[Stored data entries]
□ □ □ □ □ □ □
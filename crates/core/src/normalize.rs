//! Line normalization: turn raw header lines into logical lines the field
//! matcher can test one at a time.

/// Normalize raw declaration-file lines.
///
/// Blank lines are dropped. A line whose text ends with `>` is assumed to
/// continue on the next line (a member type broken before its name), so lines
/// are joined with a single space until the joined text no longer ends with
/// `>`. Finally each logical line is cut at its first `//`.
pub fn normalize_lines<S: AsRef<str>>(raw: &[S]) -> Vec<String> {
    let mut joined = Vec::new();
    let mut buffer = String::new();

    for line in raw.iter().map(|l| l.as_ref().trim()).filter(|l| !l.is_empty()) {
        if !buffer.is_empty() {
            buffer.push(' ');
        }
        buffer.push_str(line);
        if !buffer.trim_end().ends_with('>') {
            joined.push(std::mem::take(&mut buffer));
        }
    }
    if !buffer.is_empty() {
        joined.push(buffer);
    }

    joined.into_iter().map(|line| strip_line_comment(&line)).collect()
}

fn strip_line_comment(line: &str) -> String {
    match line.find("//") {
        Some(pos) => line[..pos].trim_end().to_string(),
        None => line.to_string(),
    }
}
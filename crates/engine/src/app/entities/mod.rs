mod item;
mod player;
mod prop;

pub use item::Item;
pub use player::{direction_from_input, Player, DEFAULT_PLAYER_SPEED};
pub use prop::{Prop, PropLook};
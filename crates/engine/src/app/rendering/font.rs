//! Built-in 3x5 bitmap font. Rows are three bits wide, most significant bit
//! on the left. Lowercase letters render as uppercase; anything without a
//! glyph renders as '?'.

pub const GLYPH_WIDTH: u32 = 3;
pub const GLYPH_HEIGHT: u32 = 5;
/// Blank columns between glyphs, before scaling.
pub const GLYPH_SPACING: u32 = 1;

pub fn glyph_rows(ch: char) -> [u8; 5] {
    match ch.to_ascii_uppercase() {
        'A' => [2, 5, 7, 5, 5],
        'B' => [6, 5, 6, 5, 6],
        'C' => [3, 4, 4, 4, 3],
        'D' => [6, 5, 5, 5, 6],
        'E' => [7, 4, 6, 4, 7],
        'F' => [7, 4, 6, 4, 4],
        'G' => [3, 4, 5, 5, 3],
        'H' => [5, 5, 7, 5, 5],
        'I' => [7, 2, 2, 2, 7],
        'J' => [1, 1, 1, 5, 2],
        'K' => [5, 5, 6, 5, 5],
        'L' => [4, 4, 4, 4, 7],
        'M' => [5, 7, 7, 5, 5],
        'N' => [6, 5, 5, 5, 5],
        'O' => [2, 5, 5, 5, 2],
        'P' => [6, 5, 6, 4, 4],
        'Q' => [2, 5, 5, 6, 3],
        'R' => [6, 5, 6, 5, 5],
        'S' => [3, 4, 2, 1, 6],
        'T' => [7, 2, 2, 2, 2],
        'U' => [5, 5, 5, 5, 7],
        'V' => [5, 5, 5, 5, 2],
        'W' => [5, 5, 7, 7, 5],
        'X' => [5, 5, 2, 5, 5],
        'Y' => [5, 5, 2, 2, 2],
        'Z' => [7, 1, 2, 4, 7],
        '0' => [7, 5, 5, 5, 7],
        '1' => [2, 6, 2, 2, 7],
        '2' => [6, 1, 2, 4, 7],
        '3' => [6, 1, 2, 1, 6],
        '4' => [5, 5, 7, 1, 1],
        '5' => [7, 4, 6, 1, 6],
        '6' => [3, 4, 7, 5, 7],
        '7' => [7, 1, 2, 2, 2],
        '8' => [7, 5, 7, 5, 7],
        '9' => [7, 5, 7, 1, 6],
        ' ' => [0, 0, 0, 0, 0],
        '.' => [0, 0, 0, 0, 2],
        ',' => [0, 0, 0, 2, 4],
        '!' => [2, 2, 2, 0, 2],
        '\'' => [2, 2, 0, 0, 0],
        '"' => [5, 5, 0, 0, 0],
        ':' => [0, 2, 0, 2, 0],
        ';' => [0, 2, 0, 2, 4],
        '-' => [0, 0, 7, 0, 0],
        '+' => [0, 2, 7, 2, 0],
        '=' => [0, 7, 0, 7, 0],
        '/' => [1, 1, 2, 4, 4],
        '(' => [1, 2, 2, 2, 1],
        ')' => [4, 2, 2, 2, 4],
        '[' => [3, 2, 2, 2, 3],
        ']' => [6, 2, 2, 2, 6],
        '<' => [1, 2, 4, 2, 1],
        '>' => [4, 2, 1, 2, 4],
        '_' => [0, 0, 0, 0, 7],
        '%' => [5, 1, 2, 4, 5],
        _ => [6, 1, 2, 0, 2],
    }
}

/// Pixel width of `text` at `scale`, without trailing spacing.
pub fn text_width(text: &str, scale: u32) -> u32 {
    let count = text.chars().count() as u32;
    if count == 0 {
        return 0;
    }
    (count * (GLYPH_WIDTH + GLYPH_SPACING) - GLYPH_SPACING) * scale
}

/// Calls `plot(x, y)` for every lit cell of `text`, in unscaled glyph units
/// relative to the text origin.
pub fn for_each_lit_cell(text: &str, mut plot: impl FnMut(u32, u32)) {
    for (index, ch) in text.chars().enumerate() {
        let origin_x = index as u32 * (GLYPH_WIDTH + GLYPH_SPACING);
        for (row, bits) in glyph_rows(ch).iter().enumerate() {
            for column in 0..GLYPH_WIDTH {
                if bits & (1 << (GLYPH_WIDTH - 1 - column)) != 0 {
                    plot(origin_x + column, row as u32);
                }
            }
        }
    }
}
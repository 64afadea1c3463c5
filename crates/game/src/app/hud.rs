use keepsake_engine::app::contains_point;
use keepsake_engine::{
    Bounds, Command, Entity, FrameContext, Inventory, Rgba, Surface, TextAlign, Vec2,
};

const SLOT_SIZE: f32 = 40.0;
const SLOT_GAP: f32 = 6.0;
const BOTTOM_MARGIN: f32 = 12.0;
const SLOT_COLOR: Rgba = [20, 18, 24, 200];
const SLOT_HOVER_COLOR: Rgba = [200, 170, 90, 255];
const SLOT_NUMBER_COLOR: Rgba = [200, 196, 188, 255];
const ICON_INSET: f32 = 4.0;

/// Inventory strip along the bottom edge. Clicking a filled slot uses the
/// item in it.
#[derive(Debug, Clone)]
pub(crate) struct InventoryHud {
    capacity: usize,
    icons: Vec<String>,
    surface_size: (u32, u32),
    hovered: Option<usize>,
}

impl InventoryHud {
    pub(crate) fn new(capacity: usize) -> Self {
        Self {
            capacity,
            icons: Vec::new(),
            surface_size: (0, 0),
            hovered: None,
        }
    }

    fn slot_bounds(&self, index: usize) -> Bounds {
        let strip = self.bounds();
        Bounds::new(
            strip.x + index as f32 * (SLOT_SIZE + SLOT_GAP),
            strip.y,
            SLOT_SIZE,
            SLOT_SIZE,
        )
    }

    fn slot_at(&self, point: Vec2) -> Option<usize> {
        (0..self.capacity).find(|&index| contains_point(&self.slot_bounds(index), point))
    }

    fn refresh(&mut self, inventory: &Inventory) {
        self.icons.clear();
        self.icons
            .extend(inventory.items().iter().map(|item| item.icon.clone()));
    }
}

impl Entity for InventoryHud {
    fn bounds(&self) -> Bounds {
        let slots = self.capacity as f32;
        let width = slots * SLOT_SIZE + (slots - 1.0).max(0.0) * SLOT_GAP;
        let (surface_w, surface_h) = self.surface_size;
        Bounds::new(
            (surface_w as f32 - width) / 2.0,
            surface_h as f32 - SLOT_SIZE - BOTTOM_MARGIN,
            width,
            SLOT_SIZE,
        )
    }

    fn update(&mut self, _dt_ms: f64, ctx: &mut FrameContext<'_>) {
        self.surface_size = ctx.input.surface_size();
        self.refresh(ctx.inventory);
        self.hovered = self.slot_at(ctx.input.pointer());
        if let (Some(index), true) = (self.hovered, ctx.input.clicked()) {
            if index < self.icons.len() {
                ctx.commands.push(Command::UseItemAt(index));
            }
        }
    }

    fn render(&self, surface: &mut dyn Surface) {
        if self.surface_size == (0, 0) {
            return;
        }
        for index in 0..self.capacity {
            let slot = self.slot_bounds(index);
            if self.hovered == Some(index) {
                surface.fill_rect(slot.inflate(2.0), SLOT_HOVER_COLOR);
            }
            surface.fill_rect(slot, SLOT_COLOR);
            if let Some(icon) = self.icons.get(index) {
                surface.draw_image(icon, slot.inflate(-ICON_INSET));
            }
            surface.fill_text(
                &((index + 1) % 10).to_string(),
                slot.x + 3.0,
                slot.y + 3.0,
                TextAlign::Left,
                SLOT_NUMBER_COLOR,
            );
        }
    }

    fn sync_with_inventory(&mut self, inventory: &Inventory) {
        self.refresh(inventory);
    }

    fn debug_name(&self) -> &str {
        "inventory_hud"
    }
}

#[cfg(test)]
mod tests {
    use keepsake_engine::{Engine, EngineConfig, HeadlessDriver, ItemAction, ItemDescription};

    use super::*;

    fn engine_with_hud() -> (Engine, HeadlessDriver) {
        let mut engine = Engine::new(EngineConfig::default());
        engine.add_game_object(InventoryHud::new(engine.inventory().capacity()));
        let driver = HeadlessDriver::new(16.0, engine.surface_size());
        (engine, driver)
    }

    #[test]
    fn strip_is_centered_along_the_bottom() {
        let mut hud = InventoryHud::new(10);
        hud.surface_size = (960, 540);
        let strip = hud.bounds();

        assert_eq!(strip.w, 10.0 * SLOT_SIZE + 9.0 * SLOT_GAP);
        assert!((strip.x + strip.w / 2.0 - 480.0).abs() < 1e-3);
        assert_eq!(strip.bottom(), 540.0 - BOTTOM_MARGIN);
    }

    #[test]
    fn held_items_are_drawn_in_slot_order() {
        let (mut engine, mut driver) = engine_with_hud();
        engine.add_to_inventory(ItemDescription::new("a", "icons/a", "A"));
        engine.add_to_inventory(ItemDescription::new("b", "icons/b", "B"));
        engine.start(0.0);

        driver.step(&mut engine);

        let icons: Vec<_> = driver.surface().image_keys().collect();
        assert_eq!(icons, vec!["icons/a", "icons/b"]);
    }

    #[test]
    fn clicking_a_filled_slot_uses_the_item() {
        let (mut engine, mut driver) = engine_with_hud();
        engine.add_to_inventory(
            ItemDescription::new("lamp", "icons/lamp", "A lamp.").with_on_use(ItemAction::Inspect),
        );
        engine.start(0.0);
        driver.step(&mut engine);

        let mut hud = InventoryHud::new(10);
        hud.surface_size = engine.surface_size();
        let slot = hud.slot_bounds(0).center();
        engine.pointer_move(slot.x, slot.y);
        engine.pointer_click(slot.x, slot.y);
        driver.step(&mut engine);

        assert_eq!(engine.dialogue_text(), Some("A lamp."));
    }
}
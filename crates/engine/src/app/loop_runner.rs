use std::path::PathBuf;
use std::sync::Arc;
use std::time::{Duration, Instant};

use pixels::{Error as PixelsError, Pixels, SurfaceTexture};
use thiserror::Error;
use tracing::{debug, info, warn};
use winit::dpi::LogicalSize;
use winit::error::{EventLoopError, OsError};
use winit::event::{ElementState, Event, MouseButton, WindowEvent};
use winit::event_loop::{ControlFlow, EventLoop};
use winit::keyboard::{KeyCode, PhysicalKey};
use winit::window::WindowBuilder;

use crate::persistence::{BlobStore, Session};
use crate::StartupError;

use super::engine::{Engine, TickOutcome};
use super::metrics::{FrameStats, FrameStatsAccumulator};
use super::rendering::{PixelSurface, Rgba, SpriteCache, Surface, TextAlign, TEXT_LINE_HEIGHT};

const PAUSE_SHADE: Rgba = [0, 0, 0, 150];
const BANNER_COLOR: Rgba = [240, 240, 240, 255];
const STATS_COLOR: Rgba = [120, 255, 120, 255];

#[derive(Debug, Clone)]
pub struct LoopConfig {
    pub window_title: String,
    pub window_width: u32,
    pub window_height: u32,
    pub metrics_log_interval: Duration,
    /// Root for `<key>.png` image lookups. `None` draws placeholders.
    pub sprite_dir: Option<PathBuf>,
    pub show_stats: bool,
}

impl Default for LoopConfig {
    fn default() -> Self {
        Self {
            window_title: "Keepsake".to_string(),
            window_width: 960,
            window_height: 540,
            metrics_log_interval: Duration::from_secs(1),
            sprite_dir: None,
            show_stats: false,
        }
    }
}

#[derive(Debug, Error)]
pub enum AppError {
    #[error(transparent)]
    Startup(#[from] StartupError),
    #[error("failed to create event loop: {0}")]
    CreateEventLoop(#[source] EventLoopError),
    #[error("failed to create application window: {0}")]
    CreateWindow(#[source] OsError),
    #[error("failed to initialize renderer: {0}")]
    CreateRenderer(#[source] PixelsError),
    #[error("event loop failed: {0}")]
    EventLoopRun(#[source] EventLoopError),
}

/// Menu-level keys the host handles itself instead of forwarding to the
/// engine.
#[derive(Debug, Clone, Copy, PartialEq, Eq)]
enum HostAction {
    StartOrResume,
    Pause,
    Save,
    Load,
    Quit,
}

/// Opens a window and runs the engine in it until the window closes or the
/// quit key is pressed. The engine starts paused; Enter starts it.
///
/// A frame is requested only while the engine is running, so a paused game
/// sits idle until input arrives.
pub fn run_app<S>(config: LoopConfig, mut engine: Engine, mut session: Session<S>) -> Result<(), AppError>
where
    S: BlobStore + 'static,
{
    let event_loop = EventLoop::new().map_err(AppError::CreateEventLoop)?;
    let window = Arc::new(
        WindowBuilder::new()
            .with_title(config.window_title.clone())
            .with_inner_size(LogicalSize::new(
                config.window_width as f64,
                config.window_height as f64,
            ))
            .build(&event_loop)
            .map_err(AppError::CreateWindow)?,
    );

    let (buffer_width, buffer_height) = engine.surface_size();
    let mut pixels = {
        let size = window.inner_size();
        let texture = SurfaceTexture::new(size.width, size.height, Arc::clone(&window));
        Pixels::new(buffer_width, buffer_height, texture).map_err(AppError::CreateRenderer)?
    };
    let mut sprites = match &config.sprite_dir {
        Some(dir) => SpriteCache::new(dir),
        None => SpriteCache::default(),
    };

    info!(
        buffer_width,
        buffer_height,
        window_width = config.window_width,
        window_height = config.window_height,
        metrics_log_interval_ms = config.metrics_log_interval.as_millis() as u64,
        sprite_dir = ?config.sprite_dir,
        "loop_config"
    );

    let origin = Instant::now();
    let mut last_frame_ms: Option<f64> = None;
    let mut frame_stats =
        FrameStatsAccumulator::new(config.metrics_log_interval.as_secs_f64() * 1000.0);
    let show_stats = config.show_stats;

    event_loop.set_control_flow(ControlFlow::Wait);
    window.request_redraw();

    event_loop
        .run(move |event, window_target| match event {
            Event::WindowEvent { window_id, event } if window_id == window.id() => match event {
                WindowEvent::CloseRequested => {
                    info!(reason = "window_close", "shutdown_requested");
                    window_target.exit();
                }
                WindowEvent::Resized(size) => {
                    if size.width > 0 && size.height > 0 {
                        if let Err(error) = pixels.resize_surface(size.width, size.height) {
                            warn!(error = %error, "renderer_resize_failed");
                            window_target.exit();
                        }
                    }
                    window.request_redraw();
                }
                WindowEvent::CursorMoved { position, .. } => {
                    let (x, y) = pixels
                        .window_pos_to_pixel((position.x as f32, position.y as f32))
                        .unwrap_or_else(|outside| pixels.clamp_pixel_pos(outside));
                    engine.pointer_move(x as f32, y as f32);
                }
                WindowEvent::MouseInput {
                    state: ElementState::Pressed,
                    button: MouseButton::Left,
                    ..
                } => {
                    if forwards_gameplay_input(engine.is_running(), ElementState::Pressed) {
                        let pointer = engine.pointer();
                        engine.pointer_click(pointer.x, pointer.y);
                    }
                }
                WindowEvent::KeyboardInput { event, .. } => {
                    let PhysicalKey::Code(code) = event.physical_key else {
                        return;
                    };
                    if let Some(action) = host_action(code) {
                        if event.state == ElementState::Pressed && !event.repeat {
                            let now_ms = elapsed_ms(origin);
                            if !apply_host_action(action, &mut engine, &mut session, now_ms) {
                                window_target.exit();
                            }
                            window.request_redraw();
                        }
                        return;
                    }
                    if !forwards_gameplay_input(engine.is_running(), event.state) {
                        return;
                    }
                    let name = key_code_name(code);
                    match event.state {
                        ElementState::Pressed => engine.key_down(&name),
                        ElementState::Released => engine.key_up(&name),
                    }
                }
                WindowEvent::RedrawRequested => {
                    let now_ms = elapsed_ms(origin);
                    let outcome = {
                        let mut surface = PixelSurface::new(
                            pixels.frame_mut(),
                            buffer_width,
                            buffer_height,
                            &mut sprites,
                        );
                        let outcome = if engine.is_running() {
                            engine.tick(now_ms, &mut surface)
                        } else {
                            engine.render(&mut surface);
                            TickOutcome::Halted
                        };
                        let stats = if show_stats { frame_stats.last() } else { None };
                        draw_host_overlay(&mut surface, !engine.is_running(), stats);
                        outcome
                    };
                    if let Err(error) = pixels.render() {
                        warn!(error = %error, "renderer_draw_failed");
                        window_target.exit();
                    }

                    if outcome == TickOutcome::Continue {
                        let delta_ms = last_frame_ms.map_or(0.0, |last| (now_ms - last).max(0.0));
                        last_frame_ms = Some(now_ms);
                        frame_stats.record_frame(now_ms, delta_ms);
                        if let Some(stats) = frame_stats.maybe_snapshot(now_ms) {
                            info!(
                                fps = stats.fps,
                                mean_frame_ms = stats.mean_frame_ms,
                                max_frame_ms = stats.max_frame_ms,
                                scene = engine.active_scene_name().unwrap_or("<none>"),
                                items = engine.inventory().len(),
                                "loop_metrics"
                            );
                        }
                    } else {
                        // Time spent paused is not a frame.
                        last_frame_ms = None;
                        frame_stats.reset();
                    }
                }
                _ => {}
            },
            Event::AboutToWait => {
                if engine.is_running() {
                    window.request_redraw();
                }
            }
            Event::LoopExiting => {
                engine.stop();
                info!("shutdown");
            }
            _ => {}
        })
        .map_err(AppError::EventLoopRun)
}

fn elapsed_ms(origin: Instant) -> f64 {
    origin.elapsed().as_secs_f64() * 1000.0
}

/// Engine key codes are winit's `KeyCode` names (`"KeyW"`, `"ArrowUp"`).
fn key_code_name(code: KeyCode) -> String {
    format!("{code:?}")
}

/// Gameplay presses and clicks are dropped while paused; releases always
/// pass so held-key state stays consistent.
fn forwards_gameplay_input(engine_running: bool, state: ElementState) -> bool {
    engine_running || state == ElementState::Released
}

fn host_action(code: KeyCode) -> Option<HostAction> {
    match code {
        KeyCode::Enter | KeyCode::NumpadEnter => Some(HostAction::StartOrResume),
        KeyCode::Escape => Some(HostAction::Pause),
        KeyCode::F5 => Some(HostAction::Save),
        KeyCode::F9 => Some(HostAction::Load),
        KeyCode::KeyQ => Some(HostAction::Quit),
        _ => None,
    }
}

/// Returns false when the host should exit.
fn apply_host_action<S: BlobStore>(
    action: HostAction,
    engine: &mut Engine,
    session: &mut Session<S>,
    now_ms: f64,
) -> bool {
    match action {
        HostAction::StartOrResume => {
            if !engine.is_running() {
                session.start_game(engine, now_ms);
            }
        }
        HostAction::Pause => session.stop_game(engine),
        HostAction::Save => {
            if let Err(error) = session.save(engine) {
                warn!(error = %error, "save_failed");
            }
        }
        HostAction::Load => {
            if !session.load(engine) {
                debug!("load_found_no_snapshot");
            }
        }
        HostAction::Quit => {
            info!(reason = "quit_key", "shutdown_requested");
            return false;
        }
    }
    true
}

fn draw_host_overlay(surface: &mut dyn Surface, paused: bool, stats: Option<FrameStats>) {
    let (width, height) = surface.size();
    if paused {
        let full = surface.full_rect();
        surface.fill_rect(full, PAUSE_SHADE);
        let center_x = width as f32 / 2.0;
        let center_y = height as f32 / 2.0;
        surface.fill_text(
            "PAUSED",
            center_x,
            center_y - TEXT_LINE_HEIGHT * 2.0,
            TextAlign::Center,
            BANNER_COLOR,
        );
        surface.fill_text(
            "ENTER TO PLAY  F5 SAVE  F9 LOAD  Q QUIT",
            center_x,
            center_y,
            TextAlign::Center,
            BANNER_COLOR,
        );
    }
    if let Some(stats) = stats {
        let line = format!("{:.0} FPS {:.1} MS", stats.fps, stats.mean_frame_ms);
        surface.fill_text(&line, 4.0, 4.0, TextAlign::Left, STATS_COLOR);
    }
}

#[cfg(test)]
mod tests {
    use super::*;
    use crate::app::rendering::RecordingSurface;
    use crate::app::{Background, EngineConfig, ItemDescription, Scene};
    use crate::persistence::{MemoryBlobStore, INVENTORY_KEY};

    fn engine() -> Engine {
        let mut engine = Engine::new(EngineConfig {
            initial_scene: Some("hall".into()),
            ..EngineConfig::default()
        });
        engine.add_scene(Scene::new("hall", Background::default()));
        engine
    }

    #[test]
    fn key_names_match_engine_key_codes() {
        assert_eq!(key_code_name(KeyCode::KeyW), "KeyW");
        assert_eq!(key_code_name(KeyCode::ArrowUp), "ArrowUp");
        assert_eq!(key_code_name(KeyCode::Digit3), "Digit3");
    }

    #[test]
    fn paused_engine_only_receives_releases() {
        assert!(forwards_gameplay_input(true, ElementState::Pressed));
        assert!(forwards_gameplay_input(true, ElementState::Released));
        assert!(!forwards_gameplay_input(false, ElementState::Pressed));
        assert!(forwards_gameplay_input(false, ElementState::Released));
    }

    #[test]
    fn menu_keys_map_to_host_actions() {
        assert_eq!(host_action(KeyCode::Enter), Some(HostAction::StartOrResume));
        assert_eq!(host_action(KeyCode::Escape), Some(HostAction::Pause));
        assert_eq!(host_action(KeyCode::F5), Some(HostAction::Save));
        assert_eq!(host_action(KeyCode::F9), Some(HostAction::Load));
        assert_eq!(host_action(KeyCode::KeyQ), Some(HostAction::Quit));
        assert_eq!(host_action(KeyCode::KeyW), None);
    }

    #[test]
    fn start_pause_and_quit_drive_the_session() {
        let mut engine = engine();
        let mut session = Session::new(MemoryBlobStore::new());

        assert!(apply_host_action(HostAction::StartOrResume, &mut engine, &mut session, 0.0));
        assert!(engine.is_running());
        assert_eq!(engine.active_scene_name(), Some("hall"));

        assert!(apply_host_action(HostAction::Pause, &mut engine, &mut session, 5.0));
        assert!(!engine.is_running());

        assert!(!apply_host_action(HostAction::Quit, &mut engine, &mut session, 6.0));
    }

    #[test]
    fn save_and_load_keys_round_trip_inventory() {
        let mut engine = engine();
        let mut session = Session::new(MemoryBlobStore::new());
        assert!(engine.add_to_inventory(ItemDescription::new("lamp", "icons/lamp", "A lamp")));

        apply_host_action(HostAction::Save, &mut engine, &mut session, 0.0);
        assert!(session.store().get(INVENTORY_KEY).is_some());

        let mut fresh = self::engine();
        apply_host_action(HostAction::Load, &mut fresh, &mut session, 0.0);
        assert!(fresh.inventory().has_item("lamp"));
    }

    #[test]
    fn paused_overlay_draws_banner_and_optional_stats() {
        let mut surface = RecordingSurface::new(320, 180);
        draw_host_overlay(&mut surface, true, None);
        assert!(surface.texts().any(|text| text == "PAUSED"));

        let mut surface = RecordingSurface::new(320, 180);
        let stats = FrameStats {
            fps: 60.0,
            mean_frame_ms: 16.7,
            max_frame_ms: 20.0,
            frames: 60,
        };
        draw_host_overlay(&mut surface, false, Some(stats));
        let texts: Vec<_> = surface.texts().collect();
        assert_eq!(texts, vec!["60 FPS 16.7 MS"]);
    }
}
□ □ □ □ □ □ □
Above are the entries. Copy exactly the part that opens with the line containing "fn elapsed_ms(origin: Instant)" and closes with the line containing "state stays consistent.", and no more.

**Result of the task**:
fn elapsed_ms(origin: Instant) -> f64 {
    origin.elapsed().as_secs_f64() * 1000.0
}

/// Engine key codes are winit's `KeyCode` names (`"KeyW"`, `"ArrowUp"`).
fn key_code_name(code: KeyCode) -> String {
    format!("{code:?}")
}

/// Gameplay presses and clicks are dropped while paused; releases always
/// pass so held-key state stays consistent.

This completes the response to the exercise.